(Saved data entries)

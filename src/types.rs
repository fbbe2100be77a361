//! Type-safe wrappers for MIME types

use serde::{Deserialize, Serialize};
use std::fmt::{self, Display, Formatter};

/// Fallback used when a file's content cannot be identified
pub const OCTET_STREAM: &str = "application/octet-stream";

/// An image format the compression service accepts
#[derive(Debug, Clone, Copy, PartialEq, Eq, Hash, Serialize, Deserialize)]
pub enum SupportedType {
    #[serde(rename = "image/jpeg")]
    Jpeg,
    #[serde(rename = "image/png")]
    Png,
}

impl SupportedType {
    /// Every accepted format, in the order they are advertised
    pub const ALL: [SupportedType; 2] = [SupportedType::Jpeg, SupportedType::Png];

    /// The MIME string for this format
    pub fn mime(&self) -> &'static str {
        match self {
            SupportedType::Jpeg => "image/jpeg",
            SupportedType::Png => "image/png",
        }
    }

    /// Look up a format by exact MIME string
    pub fn from_mime(mime: &str) -> Option<Self> {
        Self::ALL.into_iter().find(|t| t.mime() == mime)
    }
}

impl Display for SupportedType {
    fn fmt(&self, f: &mut Formatter<'_>) -> fmt::Result {
        f.write_str(self.mime())
    }
}

/// A MIME type string such as `image/jpeg`
///
/// Stored as given; whether the type can be uploaded is decided by the
/// validator.
#[derive(Debug, Clone, PartialEq, Eq, Hash, Serialize, Deserialize)]
pub struct MimeType(String);

impl MimeType {
    /// Creates a new MIME type from a string without validation
    pub fn new(mime: String) -> Self {
        Self(mime)
    }

    /// The generic binary type
    pub fn octet_stream() -> Self {
        Self(OCTET_STREAM.to_string())
    }

    /// Returns the MIME type as a string slice
    pub fn as_str(&self) -> &str {
        &self.0
    }

    /// The accepted format this MIME type names, if any
    pub fn supported(&self) -> Option<SupportedType> {
        SupportedType::from_mime(&self.0)
    }
}

impl Display for MimeType {
    fn fmt(&self, f: &mut Formatter<'_>) -> fmt::Result {
        write!(f, "{}", self.0)
    }
}

impl From<String> for MimeType {
    fn from(s: String) -> Self {
        Self(s)
    }
}

impl From<SupportedType> for MimeType {
    fn from(t: SupportedType) -> Self {
        Self(t.mime().to_string())
    }
}

#[cfg(test)]
mod tests {
    use super::*;

    #[test]
    fn test_supported_mime() {
        let mime = MimeType::from(SupportedType::Png);
        assert_eq!(mime.as_str(), "image/png");
        assert_eq!(mime.supported(), Some(SupportedType::Png));
    }

    #[test]
    fn test_unsupported_mime() {
        let mime = MimeType::new("image/gif".to_string());
        assert_eq!(mime.supported(), None);
        assert_eq!(MimeType::octet_stream().supported(), None);
        assert_eq!(MimeType::octet_stream().to_string(), OCTET_STREAM);
    }

    #[test]
    fn test_supported_type_lookup() {
        assert_eq!(
            SupportedType::from_mime("image/jpeg"),
            Some(SupportedType::Jpeg)
        );
        assert_eq!(SupportedType::from_mime("image/webp"), None);
        assert_eq!(SupportedType::from_mime("IMAGE/PNG"), None);
        assert_eq!(SupportedType::Png.to_string(), "image/png");
    }
}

◆ **What is being asked**
Give only the lines from the one holding "pub fn as_str(&self)" through the one holding "impl From<String> for", each restated exactly as it appears above.

◆ **Task result**
    pub fn as_str(&self) -> &str {
        &self.0
    }

    /// The accepted format this MIME type names, if any
    pub fn supported(&self) -> Option<SupportedType> {
        SupportedType::from_mime(&self.0)
    }
}

impl Display for MimeType {
    fn fmt(&self, f: &mut Formatter<'_>) -> fmt::Result {
        write!(f, "{}", self.0)
    }
}

impl From<String> for MimeType {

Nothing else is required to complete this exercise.